Jerome parks downtown in front of the barber shop. The meter is expired and takes only quarters. Jerome looks in the barber shop to see how many customers are waiting. He understands that if the meter man comes along and notices his car parked by an expired meter, he will receive a ticket that will cost $10. He thinks for a moment and decides not to insert a quarter in the meter. What does this tell us about his estimate of the probability that a meter man will come by while he is in the barber shop? Your answer must complete the following sentence and you must justify your answer.
The probability of the meter man coming by is (more or less) than (a fraction inserted here).
I know this has to do with mathematical expectation and I know how to compute ME from all of my other hw questions, but I do not know where to start on this one...can somebody please help me out!
so at most he is saving a quarter, and if the meterman comes he is out 10 bucks; he doesn't put the quarter in so he must think the probability of the meter man coming is slim to none. but is there a number i should be looking to solve for?

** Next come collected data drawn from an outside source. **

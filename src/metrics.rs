use std::cmp::Ordering;
use std::collections::BTreeMap;

use crate::models::{ChannelMetrics, Dataset, FunnelStep, KpiSet, Stage, TrendPoint};

// Halves round away from zero, so 0.125 at two places is 0.13.
pub fn round_to(value: f64, decimals: i32) -> f64 {
    let factor = 10f64.powi(decimals);
    (value * factor).round() / factor
}

fn ratio(numerator: f64, denominator: f64) -> Option<f64> {
    if denominator == 0.0 {
        None
    } else {
        Some(numerator / denominator)
    }
}

pub fn kpis(dataset: &Dataset) -> KpiSet {
    let mut spend = 0.0;
    let mut revenue = 0.0;
    let mut purchases = 0u64;
    let mut visits = 0u64;

    for record in &dataset.records {
        spend += record.spend;
        revenue += record.revenue;
        purchases = purchases.saturating_add(record.purchase);
        visits = visits.saturating_add(record.visits);
    }

    KpiSet {
        spend,
        revenue,
        purchases,
        visits,
        roas: ratio(revenue, spend),
        cac: ratio(spend, purchases as f64),
        cvr: ratio(purchases as f64, visits as f64),
    }
}

impl KpiSet {
    pub fn display_roas(&self) -> f64 {
        self.roas.unwrap_or(0.0)
    }

    pub fn display_cac(&self) -> f64 {
        self.cac.unwrap_or(0.0)
    }

    pub fn display_cvr(&self) -> f64 {
        self.cvr.unwrap_or(0.0)
    }
}

pub fn funnel(dataset: &Dataset) -> [FunnelStep; 5] {
    let counts = Stage::ALL.map(|stage| {
        dataset
            .records
            .iter()
            .fold(0u64, |total, r| total.saturating_add(stage.count_in(r)))
    });

    std::array::from_fn(|i| {
        let count = counts[i];
        let dropoff_pct = counts.get(i + 1).and_then(|&next| {
            ratio(count as f64 - next as f64, count as f64).map(|pct| round_to(pct, 4))
        });
        FunnelStep {
            stage: Stage::ALL[i],
            count,
            dropoff_pct,
        }
    })
}

pub fn trend(dataset: &Dataset) -> Vec<TrendPoint> {
    let mut by_date: BTreeMap<_, (f64, f64, u64)> = BTreeMap::new();

    for record in &dataset.records {
        let entry = by_date.entry(record.date).or_insert((0.0, 0.0, 0));
        entry.0 += record.spend;
        entry.1 += record.revenue;
        entry.2 = entry.2.saturating_add(record.purchase);
    }

    by_date
        .into_iter()
        .map(|(date, (spend, revenue, purchase))| TrendPoint {
            date,
            spend,
            revenue,
            purchase,
        })
        .collect()
}

pub fn channel_performance(dataset: &Dataset) -> Vec<ChannelMetrics> {
    let mut by_channel: BTreeMap<&str, (f64, f64, u64, u64)> = BTreeMap::new();

    for record in &dataset.records {
        let entry = by_channel
            .entry(record.channel.as_str())
            .or_insert((0.0, 0.0, 0, 0));
        entry.0 += record.spend;
        entry.1 += record.revenue;
        entry.2 = entry.2.saturating_add(record.purchase);
        entry.3 = entry.3.saturating_add(record.visits);
    }

    by_channel
        .into_iter()
        .map(|(channel, (spend, revenue, purchase, visits))| ChannelMetrics {
            channel: channel.to_string(),
            spend,
            revenue,
            purchase,
            visits,
            roas: ratio(revenue, spend).map(|v| round_to(v, 2)),
            cac: ratio(spend, purchase as f64).map(|v| round_to(v, 2)),
            cvr: ratio(purchase as f64, visits as f64).map(|v| round_to(v, 4)),
        })
        .collect()
}

pub fn by_roas_desc(channels: &[ChannelMetrics]) -> Vec<ChannelMetrics> {
    let mut sorted = channels.to_vec();
    sorted.sort_by(|a, b| match (a.roas, b.roas) {
        (Some(x), Some(y)) => y.partial_cmp(&x).unwrap_or(Ordering::Equal),
        (Some(_), None) => Ordering::Less,
        (None, Some(_)) => Ordering::Greater,
        (None, None) => Ordering::Equal,
    });
    sorted
}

the probability of the meterman coming is more/less than a fraction is what i am supposed to answer.
does .25 - 10.25p = 0 ?????
I'm a little confused about this question now. I did it another way and got a different answer
p = Probability Man Comes
1 - p = Probability Man Doesn't Come
Assume man does not pay the 0.25.
Then his expected payment is:
Nothing if the man doesn't come
10 if the man does come
i.e.
0(1-p) + 10p = 10p
He requires then that
10p < 0.25
i.e. his expected payment is less than 0.25 cent, or otherwise he would have paid the 0.25
therefore p < 0.025.
Is this answer incorrect??
@mrfantastic
In your method you use expected saving and you say:
He saves 0.25 if he doesn't get caught
He saves -10 if he does get caught.
Should it not be:
He saves 0.25 if he doesn't get caught
He saves -9.75 if he does get caught (-9.75 = -10 + 0.25) - Because he still saves the orignal 0.25 even though he gets caught?